El Consejo de Ministros ha aprobado este martes el proyecto de Ley Orgánica para el buen uso y la gobernanza de la inteligencia artificial, una norma que adapta el marco jurídico español al Reglamento europeo de inteligencia artificial y establece las bases para garantizar un uso seguro, transparente y supervisado de esta tecnología en España.
Impulsada por el Ministerio para la Transformación Digital y de la Función Pública, la ley busca reforzar la protección de los derechos fundamentales, asegurar la intervención humana en los sistemas de mayor impacto y fomentar al mismo tiempo la innovación en un entorno regulado y confiable.
Supervisión, transparencia y protección de derechos
El proyecto establece la obligación de garantizar la supervisión humana en aquellos sistemas de inteligencia artificial que puedan afectar a derechos fundamentales, de forma que las decisiones relevantes no queden completamente automatizadas sin intervención o control de personas.
Asimismo, refuerza las exigencias de transparencia algorítmica, con el objetivo de que el funcionamiento de los sistemas de IA sea comprensible, trazable y auditable, especialmente en ámbitos sensibles como el empleo, la educación o el acceso a servicios públicos. La norma incluye además medidas específicas para la protección de los menores, con el fin de prevenir riesgos derivados del uso de estas tecnologías en entornos digitales.
Además, se tipifican responsabilidades claras para los operadores, desarrolladores y usuarios que utilicen o comercialicen sistemas prohibidos por la normativa europea, en línea con el Reglamento de Inteligencia Artificial aprobado por la Unión Europea, estableciendo obligaciones de cumplimiento y supervisión en función del nivel de riesgo de cada sistema.
La ley también define un régimen sancionador estructurado en infracciones leves, graves y muy graves, que permite una respuesta proporcional en función del impacto y la gravedad del incumplimiento. Las sanciones económicas pueden alcanzar hasta el 7% del volumen de negocio anual global de la empresa o hasta 35 millones de euros en los casos más graves, además de contemplar criterios de proporcionalidad, reincidencia y capacidad económica del infractor.
IA en la administración pública: inventario y nueva figura de control
Como novedad, la norma introduce la creación de un inventario de sistemas de inteligencia artificial utilizados en los procedimientos administrativos del sector público estatal, con el objetivo de reforzar la transparencia, el control institucional y la trazabilidad del uso de estas tecnologías en la gestión pública. Este registro permitirá identificar qué sistemas se emplean, en qué ámbitos se aplican y con qué finalidad.
Además, se establece la figura del delegado de inteligencia artificial, un nuevo responsable dentro de las administraciones públicas encargado de coordinar la aplicación de la normativa, velar por el cumplimiento de los requisitos legales y éticos, y asesorar en el diseño e implantación de proyectos basados en IA, con especial atención a la evaluación de riesgos y al uso responsable de la tecnología.

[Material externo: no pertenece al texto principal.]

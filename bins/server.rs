use dotenvy::dotenv;
use tracing::{error, info};
use uuid::Uuid;

fn init_logging() {
    // .env first so RUST_LOG and LOG_FORMAT apply
    dotenv().ok();
    common::utils::logging::init_logging_from_env();
    info!(service = "catalog", event = "logger_init", "tracing subscriber initialized");
}

fn main() -> std::process::ExitCode {
    init_logging();

    let instance_id = Uuid::new_v4();
    let pid = std::process::id();
    let version = env!("CARGO_PKG_VERSION");

    std::panic::set_hook(Box::new(move |info| {
        error!(
            service = "catalog",
            event = "panic",
            %instance_id,
            pid,
            message = %info,
            "unhandled panic occurred"
        );
    }));

    // config.toml first, then TOKIO_WORKER_THREADS
    let worker_threads = match configs::AppConfig::load_and_validate() {
        Ok(cfg) => cfg.server.worker_threads,
        Err(_) => std::env::var("TOKIO_WORKER_THREADS").ok().and_then(|v| v.parse::<usize>().ok()),
    };

    let mut builder = tokio::runtime::Builder::new_multi_thread();
    builder.enable_all();
    if let Some(w) = worker_threads { builder.worker_threads(w); }

    let rt = match builder.build() {
        Ok(rt) => rt,
        Err(e) => {
            error!(service = "catalog", event = "runtime_build_failed", error = %e, "failed to build tokio runtime");
            return std::process::ExitCode::FAILURE;
        }
    };

    info!(
        service = "catalog",
        event = "start",
        %instance_id,
        pid,
        version,
        threads = worker_threads.unwrap_or_default(),
        "catalog service starting"
    );

    // server::run drains in-flight requests on Ctrl+C before returning
    rt.block_on(async move {
        match server::run().await {
            Ok(()) => {
                info!(service = "catalog", event = "stop", %instance_id, pid, "server stopped normally");
                std::process::ExitCode::SUCCESS
            }
            Err(e) => {
                error!(service = "catalog", event = "run_failed", error = %e, "server::run returned error");
                std::process::ExitCode::FAILURE
            }
        }
    })
}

Gobernanza, supervisión y entornos de pruebas
La ley designa a las autoridades responsables de la supervisión del Reglamento de IA en España, entre ellas la Agencia de Supervisión de Inteligencia Artificial (AESIA), la Agencia Española de Protección de Datos (AEPD) y el Consejo General del Poder Judicial (CGPJ), en función del ámbito de aplicación.
También se prevé un modelo de colaboración institucional reforzado y la creación de un punto de contacto único a través de la AESIA para cuestiones de supervisión. El texto regula además los entornos controlados de pruebas o sandboxes, que permitirán a los proveedores de IA experimentar con nuevas soluciones bajo supervisión.
Estos entornos, ya impulsados por España, serán operados por la AESIA y podrán desarrollarse en distintos sectores mediante la participación de las autoridades competentes. Asimismo, se permite la creación de sandbox de IA adicionales siempre que sean creados por autoridades de vigilancia del mercado o notificante, y asociados a su sector de supervisión.
Alineación con la normativa europea de IA
La norma adapta el Reglamento europeo de inteligencia artificial, que establece una clasificación de los sistemas en función de su nivel de riesgo para las personas. Este marco regula de forma diferenciada los distintos usos de la IA, imponiendo obligaciones más estrictas a los sistemas de alto riesgo y prohibiendo aquellos considerados inaceptables por su impacto en la seguridad, los derechos fundamentales o la dignidad de las personas, como los que generan deepfakes sexuales o los que emplean técnicas de manipulación subliminal.
Asimismo, el reglamento fija requisitos de transparencia, supervisión y control para el resto de sistemas, con el objetivo de garantizar un uso seguro, fiable y ético de la inteligencia artificial en el mercado europeo.